Circuit breakers applied to generator switching applications are subject to conditions quite different from those of a normal distribution circuit breaker used in industrial, commercial and utility systems. Distribution circuit breakers, whether of the outdoor substation type or of the drawout type for use in metal-clad switchgear, conform to IEEE C37.04 (basis of ratings), IEEE C37.06 (preferred ratings), IEEE C37.09 (testing) and IEEE C37.010 (application).
A short-circuit fault current is composed of a decaying dc component superimposed on an alternating component (the symmetrical current), with the dc component having an exponential decay and the ac component having a constant rms value over the entire fault (no ac component decay).
The dc component has an initial value determined by the instantaneous ac component current at the instant of fault initiation and this then decays exponentially with a time constant that is a function of the system parameters (X and R or X/R ratio). Thus, the dc component decays and the short-circuit waveform always includes current zeroes at each (offset) half-cycle.

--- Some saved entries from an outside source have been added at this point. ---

// action-ledger-rs/src/memory.rs
// Process-local store: the latest checkpoint per request, gap-free history

use std::collections::HashMap;

use async_trait::async_trait;
use chrono::{Duration, Utc};
use shared_types::{HistoryEntry, RequestRecord};
use tokio::sync::RwLock;

use crate::{MemoryStore, StoreError};

#[derive(Debug)]
struct Checkpoint {
    latest: RequestRecord,
    saves: usize,
}

#[derive(Debug, Default)]
pub struct InMemoryStore {
    checkpoints: RwLock<HashMap<String, Checkpoint>>,
    history: RwLock<HashMap<String, Vec<HistoryEntry>>>,
}

impl InMemoryStore {
    pub fn new() -> Self {
        Self::default()
    }

    /// How many checkpoints were saved for `request_id`; only the latest is kept
    pub async fn checkpoint_count(&self, request_id: &str) -> usize {
        self.checkpoints
            .read()
            .await
            .get(request_id)
            .map_or(0, |checkpoint| checkpoint.saves)
    }

    pub async fn history(&self, request_id: &str) -> Vec<HistoryEntry> {
        self.history
            .read()
            .await
            .get(request_id)
            .cloned()
            .unwrap_or_default()
    }

    pub async fn request_ids(&self) -> Vec<String> {
        let mut ids: Vec<String> = self.checkpoints.read().await.keys().cloned().collect();
        ids.sort();
        ids
    }

    /// Case-insensitive search over stored history content
    pub async fn search_history(&self, query: &str, limit: usize) -> Vec<(String, HistoryEntry)> {
        let needle = query.to_lowercase();
        let history = self.history.read().await;
        let mut hits: Vec<(String, HistoryEntry)> = history
            .iter()
            .flat_map(|(request_id, entries)| {
                entries
                    .iter()
                    .filter(|entry| entry.content.to_lowercase().contains(&needle))
                    .map(move |entry| (request_id.clone(), entry.clone()))
            })
            .collect();
        hits.sort_by(|a, b| b.1.timestamp.cmp(&a.1.timestamp));
        hits.truncate(limit);
        hits
    }

    /// Drops records whose latest checkpoint is older than `days`.
    /// Returns how many records were removed.
    pub async fn cleanup_older_than(&self, days: i64) -> usize {
        let cutoff = Utc::now() - Duration::days(days);
        let mut checkpoints = self.checkpoints.write().await;
        let stale: Vec<String> = checkpoints
            .iter()
            .filter(|(_, checkpoint)| checkpoint.latest.updated_at() < cutoff)
            .map(|(request_id, _)| request_id.clone())
            .collect();

        let mut history = self.history.write().await;
        for request_id in &stale {
            checkpoints.remove(request_id);
            history.remove(request_id);
        }
        if !stale.is_empty() {
            tracing::info!(removed = stale.len(), days, "Cleaned up old request records");
        }
        stale.len()
    }
}

#[async_trait]
impl MemoryStore for InMemoryStore {
    async fn save_checkpoint(&self, record: &RequestRecord) -> Result<(), StoreError> {
        let mut checkpoints = self.checkpoints.write().await;
        match checkpoints.get_mut(record.request_id()) {
            Some(checkpoint) => {
                checkpoint.latest = record.clone();
                checkpoint.saves += 1;
            }
            None => {
                checkpoints.insert(
                    record.request_id().to_string(),
                    Checkpoint {
                        latest: record.clone(),
                        saves: 1,
                    },
                );
            }
        }
        Ok(())
    }

    async fn load_latest(&self, request_id: &str) -> Result<RequestRecord, StoreError> {
        self.checkpoints
            .read()
            .await
            .get(request_id)
            .map(|checkpoint| checkpoint.latest.clone())
            .ok_or_else(|| StoreError::NotFound(request_id.to_string()))
    }

    async fn append_history_entries(&self, request_id: &str, entries: &[HistoryEntry]) -> Result<(), StoreError> {
        let mut history = self.history.write().await;
        let stored = history.entry(request_id.to_string()).or_default();
        for entry in entries {
            let expected = stored.last().map_or(1, |last| last.sequence_no + 1);
            if entry.sequence_no < expected {
                continue;
            }
            if entry.sequence_no > expected {
                return Err(StoreError::HistoryGap {
                    request_id: request_id.to_string(),
                    expected,
                    found: entry.sequence_no,
                });
            }
            stored.push(entry.clone());
        }
        Ok(())
    }
}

One of the distinguishing characteristics of applications to generator switching is that generators have a limited rotating inertia and they slow down during short-circuits. This introduces two problems. First, the ac component is no longer a constant rms value, but, in fact, decays. This condition is most severe with low-inertia machines, such as gas turbines, where the time constant of decay of the ac component can be faster than the corresponding dc decay. Under this condition, the superposition of the dc component on the ac component will result in a potentially long period in which the actual fault current does not pass through zero. This is a problem as circuit breakers, and especially vacuum circuit breakers, actually interrupt as the current passes through a normal current zero. This phenomenon is referred to in IEEE C37.013 as "delayed current zeroes" and is a condition for which the performance of the generator circuit breaker must be determined by testing.
This situation is exacerbated by differences in the values of the system X/R ratio between distribution applications and generator applications. The basis of interrupting ratings and testing for distribution circuit breakers is a system X/R ratio of 17 (at 60 Hz) that gives a time constant of dc decay of 45 ms. Thus, in a distribution application, the dc component is nearly completely decayed after just a few cycles. However, the basis of rating for a generator circuit breaker is a system X/R ratio of 50 (at
60 Hz), which gives a time constant of dc decay of 133 ms, and hence the dc component decays only very slowly. This means that the dc component of the current at the instant of interruption is much larger for a generator application than it would be in a distribution application. Compounding this situation is the fact that as the machine slows down, it loses synchronism with the power system, such that there can be a significantly higher voltage across the contacts of the interrupter as the circuit breaker opens to interrupt the fault. Theoretically, this out-of-phase condition can be as great as 180 electrical degrees, but as a practical matter, is considered to be no greater than 90 electrical degrees. The out-of-phase condition is limited to 90 electrical degrees to prevent damage to the shaft of the machine if switching occurred with the generator and system more than 90 degrees out-of-phase. The out-of-phase switching application also exists when a machine is being brought up to speed and is being synchronized with the power system.
Synchronizing equipment, including a synchronism check function, is almost universally used with large machines to prevent closing of a circuit breaker while the machine is out-of-phase with the power system by more than a nominal amount. Closing under a severe out-of-phase condition would lead to very high transient currents that would cause the protective relays to initiate circuit breaker opening. However, due to the time required for interruption, damage to the machine would most likely occur before the interruption process could be completed. Another aspect of a generator circuit breaker application is that the transient recovery voltage (TRV) across the contacts as the interrupter opens is much greater than for a distribution circuit breaker. For typical 15 kV distribution circuit breakers, the rate of rise of TRV during a symmetrical fault interruption at
100% of rating is 0.92 kV/μs. In contrast, for generator circuit breaker applications, the corresponding value is 3.2 to 4.5 kV/μs for systems ranging from 10 MVA up to 400 MVA (based on transformer size).
These circuit breakers have been designed and tested in accordance with IEEE standard C37.013-1997, along with the amendment C37.013a-2007.
IEEE C37.013 was first issued in 1989 and was revised in 1997. These editions both covered generator circuit breakers for large machines (for example, over 100 MVA) as reflected in the listing of continuous current ratings (from 6.3 kA to 20 kA and beyond) and short-circuit ratings (from 63 kA to 160 kA and beyond). As experience grew with the use of the standard, a movement developed to extend the applicability of C37.013 to smaller machines. This led to the creation of amendment C37.013a-2007 that extended the machines covered by the document down to 10 MVA and broadened the range of continuous currents (down to 1200 A) and short-circuit ratings (down to 20 kA).